* Required action
The records below need to be restated word for word.

─── Data excerpts ───

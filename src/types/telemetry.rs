//! Telemetry wire types published by the pump gateway.

use serde::{Deserialize, Serialize};

use super::FaultClassification;

/// Topic the P-101 gateway publishes on.
pub const PUMP_TELEMETRY_TOPIC: &str = "jci/demo/pump_p101/telemetry";

/// One telemetry sample as published by the gateway.
///
/// ```json
/// {"timestamp": 1718000000.25, "vibration_rms": 0.412,
///  "dominant_freq": "2x RPM (Misalignment)", "status": "WARNING"}
/// ```
#[derive(Debug, Clone, PartialEq, Serialize, Deserialize)]
pub struct TelemetryPayload {
    /// Unix timestamp in seconds (fractional)
    pub timestamp: f64,
    /// Vibration amplitude, in/s RMS
    pub vibration_rms: f64,
    /// Dominant frequency label as classified by the publisher
    pub dominant_freq: String,
    /// Publisher-side status string (NORMAL / WARNING / CRITICAL)
    pub status: String,
}

impl TelemetryPayload {
    /// Publisher-side classification, if the status string is recognised.
    pub fn reported_classification(&self) -> Option<FaultClassification> {
        self.status.parse().ok()
    }
}

/// Pub/sub framing: one JSON object per line carrying the topic and payload.
#[derive(Debug, Clone, PartialEq, Serialize, Deserialize)]
pub struct TelemetryEnvelope {
    pub topic: String,
    pub payload: TelemetryPayload,
}

impl TelemetryEnvelope {
    pub fn new(topic: impl Into<String>, payload: TelemetryPayload) -> Self {
        Self {
            topic: topic.into(),
            payload,
        }
    }
}

#[cfg(test)]
mod tests {
    use super::*;

    #[test]
    fn test_payload_parses_gateway_json() {
        let raw = r#"{"timestamp": 1718000000.25, "vibration_rms": 0.412,
                      "dominant_freq": "2x RPM (Misalignment)", "status": "WARNING"}"#;
        let payload: TelemetryPayload = serde_json::from_str(raw).unwrap();
        assert!((payload.vibration_rms - 0.412).abs() < f64::EPSILON);
        assert_eq!(
            payload.reported_classification(),
            Some(FaultClassification::Warning)
        );
    }

    #[test]
    fn test_unrecognised_status_has_no_classification() {
        let payload = TelemetryPayload {
            timestamp: 1.0,
            vibration_rms: 0.1,
            dominant_freq: "None (Noise Floor)".to_string(),
            status: "DEGRADED".to_string(),
        };
        assert_eq!(payload.reported_classification(), None);
    }

    #[test]
    fn test_payload_missing_field_is_rejected() {
        let raw = r#"{"timestamp": 1.0, "dominant_freq": "x", "status": "NORMAL"}"#;
        assert!(serde_json::from_str::<TelemetryPayload>(raw).is_err());
    }
}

───

* Response
filename src/types/telemetry.rs
//! Telemetry wire types published by the pump gateway.

use serde::{Deserialize, Serialize};

use super::FaultClassification;

/// Topic the P-101 gateway publishes on.
pub const PUMP_TELEMETRY_TOPIC: &str = "jci/demo/pump_p101/telemetry";

/// One telemetry sample as published by the gateway.
///
/// ```json
/// {"timestamp": 1718000000.25, "vibration_rms": 0.412,
///  "dominant_freq": "2x RPM (Misalignment)", "status": "WARNING"}
/// ```
#[derive(Debug, Clone, PartialEq, Serialize, Deserialize)]
pub struct TelemetryPayload {
    /// Unix timestamp in seconds (fractional)
    pub timestamp: f64,
    /// Vibration amplitude, in/s RMS
    pub vibration_rms: f64,
    /// Dominant frequency label as classified by the publisher
    pub dominant_freq: String,
    /// Publisher-side status string (NORMAL / WARNING / CRITICAL)
    pub status: String,
}

impl TelemetryPayload {
    /// Publisher-side classification, if the status string is recognised.
    pub fn reported_classification(&self) -> Option<FaultClassification> {
        self.status.parse().ok()
    }
}

/// Pub/sub framing: one JSON object per line carrying the topic and payload.
#[derive(Debug, Clone, PartialEq, Serialize, Deserialize)]
pub struct TelemetryEnvelope {
    pub topic: String,
    pub payload: TelemetryPayload,
}

impl TelemetryEnvelope {
    pub fn new(topic: impl Into<String>, payload: TelemetryPayload) -> Self {
        Self {
            topic: topic.into(),
            payload,
        }
    }
}

#[cfg(test)]
mod tests {
    use super::*;

    #[test]
    fn test_payload_parses_gateway_json() {
        let raw = r#"{"timestamp": 1718000000.25, "vibration_rms": 0.412,
                      "dominant_freq": "2x RPM (Misalignment)", "status": "WARNING"}"#;
        let payload: TelemetryPayload = serde_json::from_str(raw).unwrap();
        assert!((payload.vibration_rms - 0.412).abs() < f64::EPSILON);
        assert_eq!(
            payload.reported_classification(),
            Some(FaultClassification::Warning)
        );
    }

    #[test]
    fn test_unrecognised_status_has_no_classification() {
        let payload = TelemetryPayload {
            timestamp: 1.0,
            vibration_rms: 0.1,
            dominant_freq: "None (Noise Floor)".to_string(),
            status: "DEGRADED".to_string(),
        };
        assert_eq!(payload.reported_classification(), None);
    }

    #[test]
    fn test_payload_missing_field_is_rejected() {
        let raw = r#"{"timestamp": 1.0, "dominant_freq": "x", "status": "NORMAL"}"#;
        assert!(serde_json::from_str::<TelemetryPayload>(raw).is_err());
    }
}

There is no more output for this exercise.